> **DATA LISTING**:
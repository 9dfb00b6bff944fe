//! Deterministic seed construction
//!
//! Ethereum keys are the identity name left-padded with zeros to a full
//! private key. Substrate keys use the `//name` hard derivation path.

use super::TestIdentity;
use crate::crypto::secp256k1::PRIVATE_KEY_LENGTH;

/// Prefix marking a hard derivation junction in a Substrate secret URI
pub const SUBSTRATE_SEED_PREFIX: &str = "//";

/// Left-pad `key` with zero bytes up to `target_length`.
///
/// Keys that are already `target_length` bytes or longer are returned
/// unchanged; rejecting over-long keys is left to the key constructor.
pub fn pad_with_zeros(key: &[u8], target_length: usize) -> Vec<u8> {
    let mut padded = vec![0u8; target_length.saturating_sub(key.len())];
    padded.extend_from_slice(key);
    padded
}

/// Raw private key bytes for the identity's Ethereum keypair
pub fn ethereum_seed(identity: TestIdentity) -> Vec<u8> {
    pad_with_zeros(identity.as_str().as_bytes(), PRIVATE_KEY_LENGTH)
}

/// Secret URI for the identity's Substrate keypair
pub fn substrate_seed(identity: TestIdentity) -> String {
    format!("{}{}", SUBSTRATE_SEED_PREFIX, identity.as_str())
}
//! Cryptography Module - keypairs for the supported chains
//!
//! Key derivation and signing are done by `k256` (ethereum) and `sp-core`
//! (substrate). This module only wraps them behind a common [`Keypair`]
//! trait.

pub mod secp256k1;
pub mod sr25519;

use crate::identity::ChainType;
use thiserror::Error;

#[derive(Error, Debug, Clone, PartialEq, Eq)]
pub enum CryptoError {
    #[error("Invalid key: {0}")]
    InvalidKey(String),

    #[error("Invalid seed: {0}")]
    InvalidSeed(String),
}

/// Behaviour shared by the chain specific keypairs
pub trait Keypair: Send + Sync {
    /// Chain this keypair belongs to
    fn chain_type(&self) -> ChainType;

    /// Chain native address of the public key
    fn address(&self) -> String;

    /// `0x` prefixed hex of the public key
    fn public_key(&self) -> String;

    /// Raw secret key material
    fn encode(&self) -> Vec<u8>;

    /// Sign a message
    fn sign(&self, message: &[u8]) -> Vec<u8>;

    /// Verify a signature made by this keypair
    fn verify(&self, message: &[u8], signature: &[u8]) -> bool;
}

pub(crate) fn to_prefixed_hex(bytes: &[u8]) -> String {
    format!("0x{}", hex::encode(bytes))
}
//! sr25519 keypairs with SS58 addresses
//!
//! Seeds are Substrate secret URIs. A bare `//name` path is a hard
//! derivation from the well known development phrase. Junctions are case
//! sensitive: `//alice` is a different key from a node's prefunded
//! `//Alice` dev account.

use super::{to_prefixed_hex, CryptoError, Keypair as KeypairT};
use crate::identity::ChainType;
use sp_core::crypto::{Ss58AddressFormat, Ss58AddressFormatRegistry, Ss58Codec};
use sp_core::{sr25519, Pair};
use std::fmt;

/// Length in bytes of an sr25519 public key
pub const PUBLIC_KEY_LENGTH: usize = 32;

/// SS58 prefix used for addresses (generic Substrate, 42)
fn address_format() -> Ss58AddressFormat {
    Ss58AddressFormatRegistry::SubstrateAccount.into()
}

/// sr25519 key pair for the substrate chain
#[derive(Clone)]
pub struct Keypair {
    pair: sr25519::Pair,
}

impl Keypair {
    /// Create a key pair from a secret URI such as `//alice`
    pub fn from_seed_phrase(seed: &str) -> Result<Self, CryptoError> {
        let pair = sr25519::Pair::from_string(seed, None)
            .map_err(|e| CryptoError::InvalidSeed(format!("{:?}", e)))?;
        Ok(Self { pair })
    }

    /// Rebuild a key pair from the secret produced by [`KeypairT::encode`]
    pub fn decode(secret: &[u8]) -> Result<Self, CryptoError> {
        let pair = sr25519::Pair::from_seed_slice(secret)
            .map_err(|e| CryptoError::InvalidKey(format!("{:?}", e)))?;
        Ok(Self { pair })
    }

    pub fn public_key_bytes(&self) -> [u8; PUBLIC_KEY_LENGTH] {
        self.pair.public().0
    }

    /// Get the underlying `sp-core` pair
    pub fn as_pair(&self) -> &sr25519::Pair {
        &self.pair
    }
}

impl KeypairT for Keypair {
    fn chain_type(&self) -> ChainType {
        ChainType::Substrate
    }

    fn address(&self) -> String {
        self.pair
            .public()
            .to_ss58check_with_version(address_format())
    }

    fn public_key(&self) -> String {
        to_prefixed_hex(&self.public_key_bytes())
    }

    fn encode(&self) -> Vec<u8> {
        self.pair.to_raw_vec()
    }

    fn sign(&self, message: &[u8]) -> Vec<u8> {
        self.pair.sign(message).0.to_vec()
    }

    fn verify(&self, message: &[u8], signature: &[u8]) -> bool {
        let Ok(signature) = sr25519::Signature::try_from(signature) else {
            return false;
        };
        sr25519::Pair::verify(&signature, message, &self.pair.public())
    }
}

impl fmt::Debug for Keypair {
    fn fmt(&self, f: &mut fmt::Formatter<'_>) -> fmt::Result {
        write!(f, "sr25519::Keypair({})", self.address())
    }
}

> **TASK GOAL**:
Above are some lines. Repeat exactly, and only, those from the line that has "a node's prefunded" through the line that has "fn address_format() ->".

> **YOUR RESPONSE**:
//! sensitive: `//alice` is a different key from a node's prefunded
//! `//Alice` dev account.

use super::{to_prefixed_hex, CryptoError, Keypair as KeypairT};
use crate::identity::ChainType;
use sp_core::crypto::{Ss58AddressFormat, Ss58AddressFormatRegistry, Ss58Codec};
use sp_core::{sr25519, Pair};
use std::fmt;

/// Length in bytes of an sr25519 public key
pub const PUBLIC_KEY_LENGTH: usize = 32;

/// SS58 prefix used for addresses (generic Substrate, 42)
fn address_format() -> Ss58AddressFormat {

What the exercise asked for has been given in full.